Anil Sharma (born 3 July 1971) is an Indian Politician and a leader of Bharatiya Janata Party. He is currently serving as a member of 8th Delhi Assembly from RK Puram Assembly constituency. Previously, he was elected to Delhi Legislative Assembly from R K Puram constituency in Fifth Delhi Assembly.

==Controversies and Notable Events==
===2026 Satya Niketan Building Collapse===
In September 2026, during Sharma's tenure as the MLA representing the R. K. Puram constituency, a major tragedy occurred when a five-story, illegally expanded building housing a student PG ("Hostel Daze") collapsed in the Satya Niketan area, resulting in the deaths of seven people and injuries to several others.

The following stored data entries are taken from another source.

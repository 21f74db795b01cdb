//! Scripted command runner for gate tests.

use crate::gates::config::CheckInvocation;
use crate::gates::runner::{CommandOutput, CommandRunner};
use async_trait::async_trait;
use bvs_common::GateKind;
use std::collections::{HashMap, VecDeque};
use std::path::Path;
use std::sync::{Arc, Mutex};
use std::time::Duration;
use tokio::sync::Barrier;

/// Replays queued outputs per gate kind. An empty queue yields a clean exit.
#[derive(Debug, Default)]
pub struct ScriptedRunner {
    responses: Mutex<HashMap<GateKind, VecDeque<CommandOutput>>>,
    calls: Mutex<Vec<GateKind>>,
}

impl ScriptedRunner {
    pub fn new() -> Self {
        Self::default()
    }

    pub fn respond(self, kind: GateKind, exit_code: i32, output: &str) -> Self {
        self.responses
            .lock()
            .unwrap()
            .entry(kind)
            .or_default()
            .push_back(CommandOutput {
                exit_code,
                output: output.to_string(),
                error: None,
                duration: Duration::from_millis(5),
                truncated: false,
            });
        self
    }

    pub fn fail_to_spawn(self, kind: GateKind, error: &str) -> Self {
        self.responses
            .lock()
            .unwrap()
            .entry(kind)
            .or_default()
            .push_back(CommandOutput::failed(error, Duration::ZERO));
        self
    }

    /// Kinds invoked so far, in call order.
    pub fn calls(&self) -> Vec<GateKind> {
        self.calls.lock().unwrap().clone()
    }
}

#[async_trait]
impl CommandRunner for ScriptedRunner {
    async fn run(
        &self,
        invocation: &CheckInvocation,
        _cwd: &Path,
        _max_output_bytes: usize,
    ) -> CommandOutput {
        self.calls.lock().unwrap().push(invocation.kind);
        self.responses
            .lock()
            .unwrap()
            .get_mut(&invocation.kind)
            .and_then(|queue| queue.pop_front())
            .unwrap_or(CommandOutput {
                duration: Duration::from_millis(1),
                ..Default::default()
            })
    }
}

/// Blocks every invocation on a shared barrier, so a batch of checks only
/// completes when all of them are in flight at once.
#[derive(Debug)]
pub struct BarrierRunner {
    barrier: Arc<Barrier>,
}

impl BarrierRunner {
    pub fn new(parties: usize) -> Self {
        Self {
            barrier: Arc::new(Barrier::new(parties)),
        }
    }
}

#[async_trait]
impl CommandRunner for BarrierRunner {
    async fn run(
        &self,
        _invocation: &CheckInvocation,
        _cwd: &Path,
        _max_output_bytes: usize,
    ) -> CommandOutput {
        self.barrier.wait().await;
        CommandOutput {
            duration: Duration::from_millis(1),
            ..Default::default()
        }
    }
}
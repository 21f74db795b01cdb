//! Cycle detection over the dependency graph.
//!
//! Three-color depth-first search with an explicit stack, so deep chains at
//! the task ceiling never touch the call stack. Every node is tried as a root
//! so cycles in disconnected components are found.

use crate::dag::builder::DependencyNode;
use std::collections::HashMap;

#[derive(Debug, Clone, Copy, PartialEq, Eq)]
enum Color {
    /// Not visited yet
    White,
    /// On the current DFS path
    Gray,
    /// Fully explored
    Black,
}

/// Find the first dependency cycle, walking roots in `order`.
///
/// The returned path is in execution order (each id is a dependency of the
/// next one) and repeats its first id at the end. Which cycle is reported
/// depends on input order when several exist.
pub fn find_cycle(nodes: &HashMap<String, DependencyNode>, order: &[String]) -> Option<Vec<String>> {
    let mut colors: HashMap<&str, Color> = order
        .iter()
        .map(|id| (id.as_str(), Color::White))
        .collect();

    for root in order {
        if colors.get(root.as_str()) != Some(&Color::White) {
            continue;
        }
        if let Some(cycle) = walk_from(nodes, root, &mut colors) {
            return Some(cycle);
        }
    }

    None
}

fn walk_from<'a>(
    nodes: &'a HashMap<String, DependencyNode>,
    root: &'a str,
    colors: &mut HashMap<&'a str, Color>,
) -> Option<Vec<String>> {
    // (node id, index of the next dependency to follow)
    let mut stack: Vec<(&'a str, usize)> = vec![(root, 0)];
    let mut path: Vec<&'a str> = vec![root];
    colors.insert(root, Color::Gray);

    while let Some(frame) = stack.last_mut() {
        let (id, next) = *frame;
        let deps = nodes
            .get(id)
            .map(|n| n.dependencies.as_slice())
            .unwrap_or(&[]);

        if next >= deps.len() {
            colors.insert(id, Color::Black);
            path.pop();
            stack.pop();
            continue;
        }

        frame.1 += 1;
        let dep = deps[next].as_str();
        match colors.get(dep).copied() {
            // Unknown id: not part of the graph
            None | Some(Color::Black) => {}
            Some(Color::Gray) => return Some(close_cycle(&path, dep)),
            Some(Color::White) => {
                colors.insert(dep, Color::Gray);
                path.push(dep);
                stack.push((dep, 0));
            }
        }
    }

    None
}

/// Cut the cycle out of the DFS path and flip it into execution order.
///
/// `path` runs along dependency edges and ends at the node whose dependency
/// `dep` is already on the path.
fn close_cycle(path: &[&str], dep: &str) -> Vec<String> {
    let start = path.iter().position(|id| *id == dep).unwrap_or(0);
    let mut cycle = Vec::with_capacity(path.len() - start + 1);
    cycle.push(dep.to_string());
    cycle.extend(path[start + 1..].iter().rev().map(|id| id.to_string()));
    cycle.push(dep.to_string());
    cycle
}
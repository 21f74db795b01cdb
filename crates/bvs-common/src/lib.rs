//! Shared domain types for the bvs scheduling and verification core.
//!
//! Everything in this crate is plain serializable data. The scheduling and
//! quality-gate logic lives in the `bvs` crate and only reads or annotates
//! these records.

pub mod attempt;
pub mod gate;
pub mod serde_helpers;
pub mod task;

pub use attempt::{FixAttempt, FixAttemptError, FixGateType};
pub use gate::{CheckResult, E2eResult, GateIssue, GateKind, QualityGateResult, Severity, TestSummary};
pub use task::TaskDescriptor;
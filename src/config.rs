//! Project configuration for bvs.
//!
//! Settings are read from `.bvs/bvs.toml` and layered
//! (file → environment → CLI):
//!
//! ```toml
//! [gates]
//! run_in_parallel = true
//! max_fix_attempts = 5
//! allow_skip = false
//!
//! [gates.tests]
//! command = "npx"
//! args = ["vitest", "run"]
//! timeout_secs = 600
//!
//! [scheduler]
//! max_tasks = 500
//! ```
//!
//! Environment overrides: `BVS_RUN_IN_PARALLEL`, `BVS_MAX_FIX_ATTEMPTS`,
//! `BVS_ALLOW_SKIP`.

use crate::dag::GraphLimits;
use crate::gates::QualityGateConfig;
use anyhow::{Context, Result};
use serde::{Deserialize, Serialize};
use std::path::{Path, PathBuf};
use tracing::warn;

/// Directory holding bvs state inside a project.
pub const BVS_DIR: &str = ".bvs";

/// Config file name inside [`BVS_DIR`].
pub const CONFIG_FILE: &str = "bvs.toml";

pub const ENV_RUN_IN_PARALLEL: &str = "BVS_RUN_IN_PARALLEL";
pub const ENV_MAX_FIX_ATTEMPTS: &str = "BVS_MAX_FIX_ATTEMPTS";
pub const ENV_ALLOW_SKIP: &str = "BVS_ALLOW_SKIP";

/// The complete bvs.toml configuration structure.
#[derive(Debug, Clone, PartialEq, Serialize, Deserialize, Default)]
pub struct BvsToml {
    /// Quality gate settings
    #[serde(default)]
    pub gates: QualityGateConfig,
    /// Task graph size limits
    #[serde(default)]
    pub scheduler: GraphLimits,
}

impl BvsToml {
    /// Load configuration from a TOML file.
    pub fn load(path: &Path) -> Result<Self> {
        let content = std::fs::read_to_string(path)
            .with_context(|| format!("Failed to read config file: {}", path.display()))?;

        Self::parse(&content)
    }

    /// Parse configuration from a TOML string.
    pub fn parse(content: &str) -> Result<Self> {
        toml::from_str(content).context("Failed to parse bvs.toml")
    }

    /// Load configuration from `<bvs_dir>/bvs.toml`.
    /// Returns default configuration if the file doesn't exist.
    pub fn load_or_default(bvs_dir: &Path) -> Result<Self> {
        let config_path = bvs_dir.join(CONFIG_FILE);
        if config_path.exists() {
            Self::load(&config_path)
        } else {
            Ok(Self::default())
        }
    }

    /// Save configuration to a TOML file.
    pub fn save(&self, path: &Path) -> Result<()> {
        let content = toml::to_string_pretty(self).context("Failed to serialize bvs.toml")?;
        std::fs::write(path, content)
            .with_context(|| format!("Failed to write config file: {}", path.display()))?;
        Ok(())
    }

    /// Validate the configuration and return any warnings.
    pub fn validate(&self) -> Vec<String> {
        let mut warnings = self.gates.validate();

        let limits = &self.scheduler;
        if limits.max_tasks == 0 {
            warnings.push("scheduler.max_tasks is 0: every task set is rejected".to_string());
        }
        if limits.max_dependencies_per_task > limits.max_total_dependencies {
            warnings.push(format!(
                "scheduler.max_dependencies_per_task ({}) exceeds max_total_dependencies ({})",
                limits.max_dependencies_per_task, limits.max_total_dependencies
            ));
        }

        warnings
    }
}

/// Apply environment overrides to gate settings.
///
/// Unparseable values are ignored with a warning.
pub fn apply_env_overrides(
    gates: &mut QualityGateConfig,
    lookup: impl Fn(&str) -> Option<String>,
) {
    if let Some(value) = lookup(ENV_RUN_IN_PARALLEL) {
        match parse_bool(&value) {
            Some(parallel) => gates.run_in_parallel = parallel,
            None => warn!(var = ENV_RUN_IN_PARALLEL, value = %value, "ignoring invalid boolean"),
        }
    }
    if let Some(value) = lookup(ENV_MAX_FIX_ATTEMPTS) {
        match value.trim().parse::<u32>() {
            Ok(attempts) => gates.max_fix_attempts = attempts,
            Err(_) => warn!(var = ENV_MAX_FIX_ATTEMPTS, value = %value, "ignoring invalid number"),
        }
    }
    if let Some(value) = lookup(ENV_ALLOW_SKIP) {
        match parse_bool(&value) {
            Some(allow) => gates.allow_skip = allow,
            None => warn!(var = ENV_ALLOW_SKIP, value = %value, "ignoring invalid boolean"),
        }
    }
}

fn parse_bool(value: &str) -> Option<bool> {
    match value.trim().to_lowercase().as_str() {
        "1" | "true" | "yes" | "on" => Some(true),
        "0" | "false" | "no" | "off" => Some(false),
        _ => None,
    }
}

/// Resolved configuration for a project.
///
/// It merges settings from:
/// 1. bvs.toml file
/// 2. Environment variables
/// 3. CLI arguments
#[derive(Debug, Clone)]
pub struct BvsConfig {
    /// Path to the project directory
    pub project_dir: PathBuf,
    /// Path to the .bvs directory
    pub bvs_dir: PathBuf,
    /// Parsed bvs.toml configuration
    pub toml: BvsToml,
    /// CLI override: verbose mode
    pub verbose: bool,
    /// CLI override: run checks in parallel
    pub cli_parallel: Option<bool>,
    /// CLI override for max_fix_attempts
    pub cli_max_fix_attempts: Option<u32>,
}

impl BvsConfig {
    /// Create a new BvsConfig from a project directory.
    pub fn new(project_dir: PathBuf) -> Result<Self> {
        let project_dir = project_dir
            .canonicalize()
            .with_context(|| format!("Failed to resolve project directory: {}", project_dir.display()))?;
        let bvs_dir = project_dir.join(BVS_DIR);
        let toml = BvsToml::load_or_default(&bvs_dir)?;

        Ok(Self {
            project_dir,
            bvs_dir,
            toml,
            verbose: false,
            cli_parallel: None,
            cli_max_fix_attempts: None,
        })
    }

    /// Create BvsConfig with CLI overrides.
    pub fn with_cli_args(
        project_dir: PathBuf,
        verbose: bool,
        parallel: Option<bool>,
        max_fix_attempts: Option<u32>,
    ) -> Result<Self> {
        let mut config = Self::new(project_dir)?;
        config.verbose = verbose;
        config.cli_parallel = parallel;
        config.cli_max_fix_attempts = max_fix_attempts;
        Ok(config)
    }

    /// Path to bvs.toml.
    pub fn config_file(&self) -> PathBuf {
        self.bvs_dir.join(CONFIG_FILE)
    }

    /// Gate settings after environment and CLI overrides.
    pub fn effective_gate_config(&self) -> QualityGateConfig {
        self.gate_config_with(|key| std::env::var(key).ok())
    }

    fn gate_config_with(&self, lookup: impl Fn(&str) -> Option<String>) -> QualityGateConfig {
        let mut gates = self.toml.gates.clone();
        apply_env_overrides(&mut gates, lookup);
        if let Some(parallel) = self.cli_parallel {
            gates.run_in_parallel = parallel;
        }
        if let Some(attempts) = self.cli_max_fix_attempts {
            gates.max_fix_attempts = attempts;
        }
        gates
    }

    pub fn scheduler_limits(&self) -> GraphLimits {
        self.toml.scheduler
    }

    /// Validate configuration and return warnings.
    pub fn validate(&self) -> Vec<String> {
        self.toml.validate()
    }
}
//! Task dependency scheduling.
//!
//! Turns a flat task list into a leveled dependency graph whose groups can be
//! dispatched to parallel workers.
//!
//! ## Architecture
//!
//! 1. **Builder** - enforces size limits and builds forward/reverse edges
//! 2. **Cycle** - three-color DFS that reports one concrete cycle path
//! 3. **Levels** - fixed-point relaxation assigning parallel groups
//! 4. **Scheduler** - validation, ready-set resolution and the schedule report
//!
//! ## Example
//!
//! ```
//! use bvs::dag::TaskScheduler;
//! use bvs_common::TaskDescriptor;
//!
//! let tasks = vec![
//!     TaskDescriptor::new("setup", "Setup", vec![]),
//!     TaskDescriptor::new("api", "API", vec!["setup".to_string()]),
//!     TaskDescriptor::new("ui", "UI", vec!["setup".to_string()]),
//!     TaskDescriptor::new("e2e", "E2E", vec!["api".to_string(), "ui".to_string()]),
//! ];
//!
//! let report = TaskScheduler::new().schedule(&tasks).unwrap();
//! assert_eq!(report.group_count, 3);
//! // Group 0: setup, group 1: api + ui, group 2: e2e
//! assert_eq!(report.group_sizes[&1], 2);
//! ```

mod builder;
mod cycle;
mod levels;
mod scheduler;

pub use builder::{
    DependencyGraph, DependencyNode, GraphBuilder, GraphLimits, MAX_DEPENDENCIES_PER_TASK,
    MAX_TASKS, MAX_TOTAL_DEPENDENCIES, build_graph,
};
pub use scheduler::{ScheduleReport, TaskScheduler, get_ready_tasks, validate_schedule};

The incident triggered a massive political controversy and public protests. The opposition Aam Aadmi Party (AAP) targeted Sharma directly, staging protests outside his residence and alleging that prominent BJP leaders had financial interests or owned unlisted PG accommodations in the area. Viral local claims also surfaced alleging that Sharma owned multiple PGs near the disaster site.

Sharma denied direct ownership of the collapsed building or any illegal PGs in the immediate area, stating that while members of his large extended family live and operate businesses in the locality. He attributed the collapse to structural failures caused by unauthorized ground-floor repair work executed by the builders.